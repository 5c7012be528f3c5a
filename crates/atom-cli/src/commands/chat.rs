//! Interactive chat.

use atom_chat::{ChatConfig, ChatController, ChatError};
use indicatif::{ProgressBar, ProgressStyle};
use std::io::Write;
use std::time::Duration;
use tokio::io::{AsyncBufReadExt, BufReader};

/// Delay between characters when typing a reply out.
const TYPING_INTERVAL: Duration = Duration::from_millis(18);

/// How often the typing indicator advances.
const INDICATOR_TICK: Duration = Duration::from_millis(500);

pub(crate) async fn run(typing: bool) -> miette::Result<()> {
    let config = ChatConfig::from_env();
    let bot = super::start_bot(&config).await?;
    let chat = ChatController::new(bot);

    println!("Atom chatbot");
    println!("Type a message and press Enter. /quit to leave.");
    println!();

    let mut lines = BufReader::new(tokio::io::stdin()).lines();
    loop {
        print!("> ");
        std::io::stdout().flush().ok();

        let Some(line) = lines
            .next_line()
            .await
            .map_err(|e| miette::miette!("Failed to read input: {}", e))?
        else {
            break;
        };
        if matches!(line.trim(), "/quit" | "/exit") {
            break;
        }

        let indicator = typing_indicator();
        let result = chat.send(&line).await;
        indicator.finish_and_clear();

        match result {
            Ok(reply) => {
                if typing {
                    type_out(&reply.text).await;
                } else {
                    println!("{}", reply.text);
                }
                println!();
            }
            Err(ChatError::EmptyPrompt) => continue,
            Err(e) => eprintln!("error: {}", e),
        }
    }

    Ok(())
}

/// Spinner shown while a reply is being generated.
fn typing_indicator() -> ProgressBar {
    let pb = ProgressBar::new_spinner();
    pb.set_style(
        ProgressStyle::default_spinner()
            .tick_strings(&["   ", ".  ", ".. ", "...", ""])
            .template("{msg}{spinner}")
            .unwrap_or_else(|_| ProgressStyle::default_spinner()),
    );
    pb.set_message("Atom is typing");
    pb.enable_steady_tick(INDICATOR_TICK);
    pb
}

/// Print `text` one character at a time.
async fn type_out(text: &str) {
    let mut stdout = std::io::stdout();
    for ch in text.chars() {
        print!("{}", ch);
        stdout.flush().ok();
        tokio::time::sleep(TYPING_INTERVAL).await;
    }
    println!();
}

Work task ▸
Pull out every line of the records that includes the string "const".

Task solution ▸
const TYPING_INTERVAL: Duration = Duration::from_millis(18);
const INDICATOR_TICK: Duration = Duration::from_millis(500);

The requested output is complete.